Change that leads to better lives

Joining the dots: the Sounding Board’s unique opportunity to make a real difference

The unique and invaluable role that members of the NHS England’s Older People’s Sounding Board play involves not only sharing their life experiences, opinions and knowledge, writes Tony Watts OBE. It’s also demonstrating that maintaining good health and wellbeing into later life is all about “joining the dots”.

Ask older people what would keep them living independently and healthily in their own homes, and their answer won’t be “Build more hospitals”. It will be practical suggestions on how we, as an ageing population, can avoid needing to go in there in the first place, how to get out at the earliest opportunity, and how to access the care and support needed, to avoid the yo-yo-ing that is so disruptive to people’s lives and puts so many demands on our hard-pressed hospital and community-based staff.

I like to think that this is a Government that is listening: after all, as of the start of this year, we do now have a Commission on Social Care underway, led by the very able Louise Casey.

The Sounding Board now has the unique opportunity to make a real difference: to demonstrate to the professionals and clinicians seeking out our opinions and experiences just what “joining the dots” can mean… by sense-testing policies, processes and ideas aimed at improving our NHS. They have identified seven big ideas and proposed these to Change NHS. Examples include:

  1. Reinvigorated annual health checks; codesigned to enable preventive health and personalised care plans arrived at in discussion between individuals and multidisciplinary teams.
  2. Creating older people involving neighbourhood hubs established as central touchpoints in a continuous care cycle, connecting GPs, hospitals, and home-based care.
  3. Empower Health and Wellbeing Boards to plan services based on local needs, with stronger partnerships between the NHS and community groups.

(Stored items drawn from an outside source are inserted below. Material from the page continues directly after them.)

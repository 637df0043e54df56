//! Built-in extension payloads: XMPP Ping (XEP-0199) and Delayed Delivery (XEP-0203).

use std::any::Any;
use std::sync::Arc;

use crate::error::DecodeError;
use crate::registry::{DecodeContext, ExtensionDecoder, ExtensionPayload};
use crate::xml::{ns, Element, XmlCursor};

/// `<ping xmlns='urn:xmpp:ping'/>`
#[derive(Debug, Clone, Copy, PartialEq, Eq)]
pub struct Ping;

impl ExtensionPayload for Ping {
    fn to_element(&self) -> Element {
        Element::new("ping", ns::PING)
    }

    fn as_any(&self) -> &dyn Any {
        self
    }
}

pub struct PingDecoder;

impl ExtensionDecoder for PingDecoder {
    fn decode(
        &self,
        cursor: &mut XmlCursor<'_>,
        _context: &DecodeContext<'_>,
    ) -> Result<Arc<dyn ExtensionPayload>, DecodeError> {
        cursor.skip_element()?;
        Ok(Arc::new(Ping))
    }
}

/// `<delay xmlns='urn:xmpp:delay' stamp='…' from='…'>reason</delay>`
#[derive(Debug, Clone, PartialEq, Eq)]
pub struct Delay {
    pub stamp: String,
    pub from: Option<String>,
    pub reason: Option<String>,
}

impl ExtensionPayload for Delay {
    fn to_element(&self) -> Element {
        let mut el = Element::new("delay", ns::DELAY).with_attr("stamp", self.stamp.clone());
        if let Some(from) = &self.from {
            el.set_attr("from", from.clone());
        }
        match &self.reason {
            Some(reason) => el.with_text(reason.clone()),
            None => el,
        }
    }

    fn as_any(&self) -> &dyn Any {
        self
    }
}

pub struct DelayDecoder;

impl ExtensionDecoder for DelayDecoder {
    fn decode(
        &self,
        cursor: &mut XmlCursor<'_>,
        _context: &DecodeContext<'_>,
    ) -> Result<Arc<dyn ExtensionPayload>, DecodeError> {
        let stamp = cursor
            .attr("stamp")
            .ok_or_else(|| DecodeError::MissingAttribute {
                element: "delay".to_string(),
                attribute: "stamp".to_string(),
            })?
            .to_string();
        // XEP-0082 timestamps always carry a date and a 'T' separator.
        if !stamp.contains('T') {
            return Err(DecodeError::InvalidAttribute {
                element: "delay".to_string(),
                attribute: "stamp".to_string(),
                value: stamp,
            });
        }
        let from = cursor.attr("from").map(str::to_string);
        let reason = cursor.read_text()?;
        Ok(Arc::new(Delay {
            stamp,
            from,
            reason: (!reason.is_empty()).then_some(reason),
        }))
    }
}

In November of last year, when the Government announced its Consultation on the Future of the NHS over the coming 10 years, leaders in the care sector responded with one voice, insisting that without “fixing social care”, it would be impossible to tackle the broader challenges facing the NHS.

Issues such as delayed hospital discharges is a case in point. In January of this year, one in seven hospital beds in England were occupied by older people waiting to go home… but unable to do so because a care package was not in place for them.

The linkage with housing is also critical. In October 2024, the Older People’s Housing Taskforce issued its report after extensive consultation within the sector and with older people’s representatives. Its very title – “Our future homes: housing that promotes wellbeing and community for an ageing population” – ample proof that the author, Professor Julienne Meyer, understood that decent, healthy homes are pivotal to preventing people becoming ill and dependent in the first place.

Simply put, health, care and housing are three legs of the same stool. The argument that I and other older people’s representatives made to the 2012 Lords report “Ready for Ageing”, and which (it seems) has finally become central to public policy.

This is not new stuff. It’s no coincidence that the huge housing programme that followed the Second World War was led by Aneurin Bevan… the Minister of Health. The primary obstacle that successive governments have faced in the intervening years is a silo approach to departmental investment and management, along with the division of responsibilities between local and national government.

That is why the NHSE Older People’s Sounding Board's role can make a fundamental difference. Crucially, by sharing our knowledge of “what works” and our ideas on “what would work better”, we can connect older people and communities with clinicians and policymakers so that, together, healthier outcomes are created for us as we age.